Critics’ Picks

View of “Polly Apfelbaum and Dan Cole: For the Love of Gene Davis,” 2014.

View of “Polly Apfelbaum and Dan Cole: For the Love of Gene Davis,” 2014.


Polly Apfelbaum and Dan Cole

Temple Contemporary
Tyler School of Art, Temple University 2001 North 13th Street
May 13–July 11, 2014

Polly Apfelbaum and Dan Cole’s exhibition carries on the legacy of its muse: a monumental expanse of colorful stripes by Gene Davis, painted on a parking lot next to the Philadelphia Museum of Art. A 1972 commission by the museum’s department of urban outreach, Davis’s Franklin’s Footpath established the spatialization of painting—or the painting of public space—as a Philadelphia tradition. (The Mural Arts Program was subsequently established in 1984 and, to date, Philadelphia boasts more murals than any city in the United States.)

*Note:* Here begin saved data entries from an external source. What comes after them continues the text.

fn load_from_storage(store: &dyn KeyValueStore, key: &str) -> Vec<CartLineItem> {
    let raw = match store.get(key) {
        Ok(Some(raw)) => raw,
        Ok(None) => return Vec::new(),
        Err(e) => {
            tracing::error!("[Cart] Failed to load cart from storage: {}", e);
            return Vec::new();
        }
    };

    match serde_json::from_str::<Vec<CartLineItem>>(&raw) {
        Ok(items) => sanitize(items),
        Err(e) => {
            tracing::warn!("[Cart] Stored cart is corrupt, starting empty: {}", e);
            Vec::new()
        }
    }
}

/// Drops zero-quantity lines and folds duplicate `(product id, size)` keys.
fn sanitize(items: Vec<CartLineItem>) -> Vec<CartLineItem> {
    let mut clean: Vec<CartLineItem> = Vec::with_capacity(items.len());
    for item in items {
        if item.quantity == 0 || item.size.is_empty() {
            continue;
        }
        match clean.iter_mut().find(|kept| kept.matches(&item.product_id, &item.size)) {
            Some(kept) => kept.quantity = kept.quantity.saturating_add(item.quantity),
            None => clean.push(item),
        }
    }
    clean
}

#[cfg(test)]
mod tests {
    use super::*;
    use async_trait::async_trait;
    use serde_json::json;
    use std::collections::HashMap;
    use std::sync::Mutex;

    #[derive(Default)]
    struct TestStore {
        values: Mutex<HashMap<String, String>>,
        fail_writes: bool,
    }

    impl KeyValueStore for TestStore {
        fn get(&self, key: &str) -> Result<Option<String>> {
            Ok(self.values.lock().unwrap().get(key).cloned())
        }

        fn set(&self, key: &str, value: &str) -> Result<()> {
            if self.fail_writes {
                return Err(ShopError::storage("quota exceeded"));
            }
            self.values.lock().unwrap().insert(key.to_string(), value.to_string());
            Ok(())
        }

        fn remove(&self, key: &str) -> Result<()> {
            self.values.lock().unwrap().remove(key);
            Ok(())
        }
    }

    #[derive(Default)]
    struct TestRemote {
        documents: Mutex<HashMap<String, Document>>,
        offline: bool,
    }

    #[async_trait]
    impl RemoteDocumentStore for TestRemote {
        async fn get(&self, user_id: &str) -> Result<Option<Document>> {
            if self.offline {
                return Err(ShopError::remote_sync("offline"));
            }
            Ok(self.documents.lock().unwrap().get(user_id).cloned())
        }

        async fn merge(&self, user_id: &str, patch: DocumentPatch) -> Result<()> {
            if self.offline {
                return Err(ShopError::remote_sync("offline"));
            }
            let mut documents = self.documents.lock().unwrap();
            let document = documents.entry(user_id.to_string()).or_default();
            patch.apply_to(document, Utc::now());
            Ok(())
        }
    }

    fn shoe_a() -> ProductRef {
        ProductRef::new("p1", "Shoe A", "$100", "x", "Running")
    }

    fn engine() -> (CartEngine, Arc<TestStore>) {
        let store = Arc::new(TestStore::default());
        (CartEngine::new(store.clone()), store)
    }

    #[test]
    fn test_add_update_remove_scenario() {
        let (mut cart, _) = engine();

        cart.add_item(&shoe_a(), "UK 9", 1).unwrap();
        assert_eq!(cart.items().len(), 1);
        assert_eq!(cart.items()[0].quantity, 1);
        assert_eq!(cart.total(), 100.0);

        cart.add_item(&shoe_a(), "UK 9", 2).unwrap();
        assert_eq!(cart.items().len(), 1);
        assert_eq!(cart.items()[0].quantity, 3);
        assert_eq!(cart.total(), 300.0);

        cart.update_quantity("p1", "UK 9", 0);
        assert!(cart.is_empty());
        assert_eq!(cart.total(), 0.0);
        assert_eq!(cart.item_count(), 0);
    }

    #[test]
    fn test_same_product_different_size_is_separate_line() {
        let (mut cart, _) = engine();
        cart.add_item(&shoe_a(), "UK 9", 1).unwrap();
        cart.add_item(&shoe_a(), "UK 10", 1).unwrap();

        assert_eq!(cart.items().len(), 2);
        assert_eq!(cart.item_count(), 2);
    }

    #[test]
    fn test_add_rejects_missing_fields_without_side_effects() {
        let (mut cart, store) = engine();
        let calls = Arc::new(Mutex::new(0));
        let counter = calls.clone();
        cart.subscribe(move |_, _, _| *counter.lock().unwrap() += 1);

        let err = cart.add_item(&shoe_a(), "", 1).unwrap_err();
        assert!(err.is_invalid_argument());

        let nameless = ProductRef::new("", "Ghost", "$10", "", "");
        assert!(cart.add_item(&nameless, "UK 9", 1).unwrap_err().is_invalid_argument());
        assert!(cart.add_item(&shoe_a(), "UK 9", 0).unwrap_err().is_invalid_argument());

        let bad_price = ProductRef::new("p2", "Shoe B", "call us", "", "");
        assert!(cart.add_item(&bad_price, "UK 9", 1).unwrap_err().is_invalid_argument());

        assert!(cart.is_empty());
        assert_eq!(*calls.lock().unwrap(), 1, "only the initial subscribe call");
        assert!(store.get(DEFAULT_CART_KEY).unwrap().is_none());
    }

    #[test]
    fn test_update_quantity_overwrites_and_ignores_unknown() {
        let (mut cart, _) = engine();
        cart.add_item(&shoe_a(), "UK 9", 2).unwrap();

        cart.update_quantity("p1", "UK 9", 5);
        assert_eq!(cart.items()[0].quantity, 5);

        cart.update_quantity("missing", "UK 9", 4);
        assert_eq!(cart.items().len(), 1);
        assert_eq!(cart.item_count(), 5);
    }

    #[test]
    fn test_update_to_negative_matches_remove() {
        let (mut a, _) = engine();
        let (mut b, _) = engine();
        for cart in [&mut a, &mut b] {
            cart.add_item(&shoe_a(), "UK 9", 1).unwrap();
            cart.add_item(&shoe_a(), "UK 8", 1).unwrap();
        }

        a.update_quantity("p1", "UK 9", -3);
        b.remove_item("p1", "UK 9");

        let strip = |items: &[CartLineItem]| {
            items
                .iter()
                .map(|i| (i.product_id.clone(), i.size.clone(), i.quantity))
                .collect::<Vec<_>>()
        };
        assert_eq!(strip(a.items()), strip(b.items()));
    }

    #[test]
    fn test_remove_missing_is_idempotent() {
        let (mut cart, _) = engine();
        cart.add_item(&shoe_a(), "UK 9", 1).unwrap();

        let first = cart.remove_item("nope", "UK 9").to_vec();
        let second = cart.remove_item("nope", "UK 9").to_vec();
        assert_eq!(first, second);
        assert_eq!(first.len(), 1);
    }

    #[test]
    fn test_totals_track_mixed_prices() {
        let (mut cart, _) = engine();
        cart.add_item(&shoe_a(), "UK 9", 2).unwrap();
        cart.add_item(&ProductRef::new("p2", "Shoe B", "$49.50", "", "Casual"), "UK 7", 3)
            .unwrap();

        assert!((cart.total() - 348.5).abs() < 1e-9);
        assert_eq!(cart.item_count(), 5);

        cart.clear();
        assert_eq!(cart.total(), 0.0);
        assert_eq!(cart.item_count(), 0);
    }

    #[test]
    fn test_subscribers_notified_in_registration_order() {
        let (mut cart, _) = engine();
        let log = Arc::new(Mutex::new(Vec::new()));

        let first = log.clone();
        cart.subscribe(move |_, _, count| first.lock().unwrap().push(("first", count)));
        let second = log.clone();
        let handle = cart.subscribe(move |_, _, count| second.lock().unwrap().push(("second", count)));

        cart.add_item(&shoe_a(), "UK 9", 2).unwrap();
        assert_eq!(
            *log.lock().unwrap(),
            vec![("first", 0), ("second", 0), ("first", 2), ("second", 2)]
        );

        assert!(cart.unsubscribe(handle));
        assert!(!cart.unsubscribe(handle));
        cart.clear();
        assert_eq!(log.lock().unwrap().last(), Some(&("first", 0)));
        assert_eq!(log.lock().unwrap().len(), 5);
    }

    #[test]
    fn test_local_round_trip_through_fresh_engine() {
        let (mut cart, store) = engine();
        cart.add_item(&shoe_a(), "UK 9", 2).unwrap();
        cart.add_item(&ProductRef::new("p2", "Shoe B", "$80", "b.png", "Casual"), "UK 6", 1)
            .unwrap();

        let reloaded = CartEngine::new(store);
        assert_eq!(reloaded.items(), cart.items());
    }

    #[test]
    fn test_corrupt_storage_yields_empty_cart() {
        let store = Arc::new(TestStore::default());
        store.set(DEFAULT_CART_KEY, "{definitely not a cart").unwrap();

        let cart = CartEngine::new(store);
        assert!(cart.is_empty());
    }

    #[test]
    fn test_storage_failure_keeps_memory_state() {
        let store = Arc::new(TestStore {
            fail_writes: true,
            ..Default::default()
        });
        let mut cart = CartEngine::new(store);

        cart.add_item(&shoe_a(), "UK 9", 1).unwrap();
        assert_eq!(cart.item_count(), 1);
    }

    #[tokio::test]
    async fn test_remote_round_trip() {
        let remote = TestRemote::default();
        let (mut cart, _) = engine();
        cart.add_item(&shoe_a(), "UK 9", 2).unwrap();
        cart.save_to_remote(Some("user-1"), Some(&remote)).await;

        {
            let documents = remote.documents.lock().unwrap();
            let doc = &documents["user-1"];
            assert_eq!(doc[CART_FIELD][0]["quantity"], json!(2));
            assert!(doc.contains_key(CART_UPDATED_AT_FIELD));
        }

        let (mut other, other_store) = engine();
        let seen = Arc::new(Mutex::new(Vec::new()));
        let sink = seen.clone();
        other.subscribe(move |_, total, _| sink.lock().unwrap().push(total));

        other.load_from_remote(Some("user-1"), Some(&remote)).await;
        assert_eq!(other.items(), cart.items());
        assert_eq!(*seen.lock().unwrap(), vec![0.0, 200.0]);
        assert!(other_store.get(DEFAULT_CART_KEY).unwrap().is_some());
    }

    #[tokio::test]
    async fn test_remote_calls_without_user_or_store_are_noops() {
        let remote = TestRemote::default();
        let (mut cart, _) = engine();
        cart.add_item(&shoe_a(), "UK 9", 1).unwrap();

        cart.save_to_remote(None, Some(&remote)).await;
        cart.save_to_remote(Some("user-1"), None).await;
        assert!(remote.documents.lock().unwrap().is_empty());

        cart.load_from_remote(None, Some(&remote)).await;
        assert_eq!(cart.item_count(), 1);
    }

    #[tokio::test]
    async fn test_remote_failure_is_swallowed() {
        let remote = TestRemote {
            offline: true,
            ..Default::default()
        };
        let (mut cart, _) = engine();
        cart.add_item(&shoe_a(), "UK 9", 1).unwrap();

        cart.save_to_remote(Some("user-1"), Some(&remote)).await;
        cart.load_from_remote(Some("user-1"), Some(&remote)).await;
        assert_eq!(cart.item_count(), 1);
    }

    #[tokio::test]
    async fn test_remote_document_without_cart_leaves_state() {
        let remote = TestRemote::default();
        remote
            .merge("user-1", DocumentPatch::new().with_field("email", json!("a@b.c")))
            .await
            .unwrap();

        let (mut cart, _) = engine();
        cart.add_item(&shoe_a(), "UK 9", 1).unwrap();
        cart.load_from_remote(Some("user-1"), Some(&remote)).await;
        assert_eq!(cart.item_count(), 1);
    }

    #[test]
    fn test_apply_remote_document_with_empty_cart_clears() {
        let (mut cart, _) = engine();
        cart.add_item(&shoe_a(), "UK 9", 1).unwrap();

        let doc = json!({ "cart": [] }).as_object().cloned().unwrap();
        assert!(cart.apply_remote_document(&doc));
        assert!(cart.is_empty());
    }

    fn line(product_id: &str, size: &str, quantity: u32, category: &str) -> serde_json::Value {
        json!({
            "productId": product_id,
            "productName": "Stored",
            "price": 50.0,
            "size": size,
            "quantity": quantity,
            "category": category,
            "addedAt": "2026-01-01T00:00:00Z"
        })
    }

    fn dirty_cart() -> serde_json::Value {
        json!([
            line("p1", "UK 9", 1, "Running"),
            line("p2", "UK 8", 0, "Running"),
            line("p1", "UK 9", 2, "Running"),
            line("p3", "", 1, "Hiking"),
            line("p1", "UK 10", 1, "Running"),
        ])
    }

    fn assert_sanitized(cart: &CartEngine) {
        let lines: Vec<(&str, &str, u32)> = cart
            .items()
            .iter()
            .map(|item| (item.product_id.as_str(), item.size.as_str(), item.quantity))
            .collect();
        assert_eq!(lines, vec![("p1", "UK 9", 3), ("p1", "UK 10", 1)]);
        assert_eq!(cart.item_count(), 4);
    }

    #[test]
    fn test_stored_cart_is_sanitized_on_load() {
        let store = Arc::new(TestStore::default());
        store.set(DEFAULT_CART_KEY, &dirty_cart().to_string()).unwrap();

        let cart = CartEngine::new(store);
        assert_sanitized(&cart);
    }

    #[test]
    fn test_remote_cart_is_sanitized_on_apply() {
        let (mut cart, store) = engine();
        let doc = json!({ "cart": dirty_cart() }).as_object().cloned().unwrap();

        assert!(cart.apply_remote_document(&doc));
        assert_sanitized(&cart);

        // the sanitized form is what gets persisted
        let reloaded = CartEngine::new(store);
        assert_sanitized(&reloaded);
    }

    #[test]
    fn test_summary_of_empty_cart() {
        let (cart, _) = engine();
        let summary = cart.summary();

        assert_eq!(summary.fit_confidence, 90);
        assert_eq!(summary.unique_categories, 0);
        assert_eq!(summary.free_shipping_remaining, 200.0);
        assert!(!summary.free_shipping_unlocked());
        assert_eq!(summary.items_label(), "00");
        assert_eq!(summary.shipping_label(), "Add $200 for free express shipping");
    }

    #[test]
    fn test_summary_fit_confidence_grows_and_caps() {
        let (mut cart, _) = engine();
        cart.add_item(&shoe_a(), "UK 9", 1).unwrap();
        // 88 + 2 (one item) + 1 (one category)
        assert_eq!(cart.summary().fit_confidence, 91);

        cart.add_item(&ProductRef::new("p2", "B", "$1", "", "Hiking"), "UK 9", 1).unwrap();
        cart.add_item(&ProductRef::new("p3", "C", "$1", "", "Lifestyle"), "UK 9", 1).unwrap();
        cart.add_item(&ProductRef::new("p4", "D", "$1", "", "Trail"), "UK 9", 10).unwrap();
        let summary = cart.summary();
        assert_eq!(summary.unique_categories, 4);
        assert_eq!(summary.fit_confidence, 99);
    }

    #[test]
    fn test_summary_free_shipping_threshold() {
        let (mut cart, _) = engine();
        cart.add_item(&shoe_a(), "UK 9", 1).unwrap();
        let summary = cart.summary();
        assert_eq!(summary.free_shipping_remaining, 100.0);
        assert_eq!(summary.shipping_label(), "Add $100 for free express shipping");

        cart.add_item(&shoe_a(), "UK 9", 1).unwrap();
        let summary = cart.summary();
        assert_eq!(summary.total, 200.0);
        assert_eq!(summary.free_shipping_remaining, 0.0);
        assert!(summary.free_shipping_unlocked());
        assert_eq!(summary.shipping_label(), "Free express shipping unlocked");

        cart.add_item(&shoe_a(), "UK 9", 1).unwrap();
        assert_eq!(cart.summary().free_shipping_remaining, 0.0);
    }

    #[test]
    fn test_summary_from_subscriber_snapshot() {
        let (mut cart, _) = engine();
        cart.add_item(&shoe_a(), "UK 9", 2).unwrap();

        let seen = Arc::new(Mutex::new(None));
        let sink = seen.clone();
        cart.subscribe(move |items, total, count| {
            *sink.lock().unwrap() = Some(CartSummary::from_snapshot(items, total, count));
        });

        assert_eq!(seen.lock().unwrap().clone(), Some(cart.summary()));
    }
}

In Apfelbaum’s tribute to Footpath, concrete cedes to carpet. Four custom-woven rugs produced in Oaxaca line the floor with luxurious woolen stripes. Although two yellow lines running down the center of the room directly reference a city street, the carpet is invitingly soft. (Shoes must be removed before entering.) Apfelbaum’s work has often teased viewers’ desire to touch, but this piece gives us permission. Thus, what began in 1990 with Carpet of Color, a rug cobbled together with felt and safety pins, has culminated here in the embrace of virtuoso craftsmanship over the DIY aesthetic of her earlier works. The flat sheen of the digitally printed wallpaper which covers Apfelbaum’s gallery serves to reinforce the point.

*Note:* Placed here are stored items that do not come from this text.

//! In-memory remote document store.

use std::collections::HashMap;
use std::sync::Arc;
use std::sync::atomic::{AtomicBool, Ordering};

use async_trait::async_trait;
use chrono::Utc;
use tokio::sync::RwLock;

use shoesx_core::error::{Result, ShopError};
use shoesx_core::remote::{Document, DocumentPatch, RemoteDocumentStore};

/// [`RemoteDocumentStore`] backed by a shared map. Clones see the same documents.
///
/// `set_offline(true)` makes every call fail with `RemoteSync`, which is how
/// tests exercise the log-and-continue paths.
#[derive(Debug, Clone, Default)]
pub struct MemoryDocumentStore {
    documents: Arc<RwLock<HashMap<String, Document>>>,
    offline: Arc<AtomicBool>,
}

impl MemoryDocumentStore {
    pub fn new() -> Self {
        Self::default()
    }

    pub fn set_offline(&self, offline: bool) {
        self.offline.store(offline, Ordering::SeqCst);
    }

    /// Replaces a user's document wholesale.
    pub async fn insert(&self, user_id: impl Into<String>, document: Document) {
        self.documents.write().await.insert(user_id.into(), document);
    }

    fn check_online(&self) -> Result<()> {
        if self.offline.load(Ordering::SeqCst) {
            return Err(ShopError::remote_sync("Document store is offline"));
        }
        Ok(())
    }
}

#[async_trait]
impl RemoteDocumentStore for MemoryDocumentStore {
    async fn get(&self, user_id: &str) -> Result<Option<Document>> {
        self.check_online()?;
        Ok(self.documents.read().await.get(user_id).cloned())
    }

    async fn merge(&self, user_id: &str, patch: DocumentPatch) -> Result<()> {
        self.check_online()?;
        let mut documents = self.documents.write().await;
        let document = documents.entry(user_id.to_string()).or_default();
        patch.apply_to(document, Utc::now());
        Ok(())
    }
}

While walls and floors are familiar territory for Apfelbaum, the combination of out-sourcing, direct audience engagement, and collaboration is rarer. Her partnership with Cole, a recent Tyler grad, is the product of a mentoring program at the school. Cole’s work offers a winking nod to the intergenerational pairing. In his gallery, an animated scene from Harold and Maude (1971) plays over an expanse of military gravestones juxtaposed with stripes that subtly shift colors over the course of the looped projection. Cole’s arch social commentary pairs well with Apfelbaum’s exuberant forms. Together, they give us Gene Davis of a different stripe.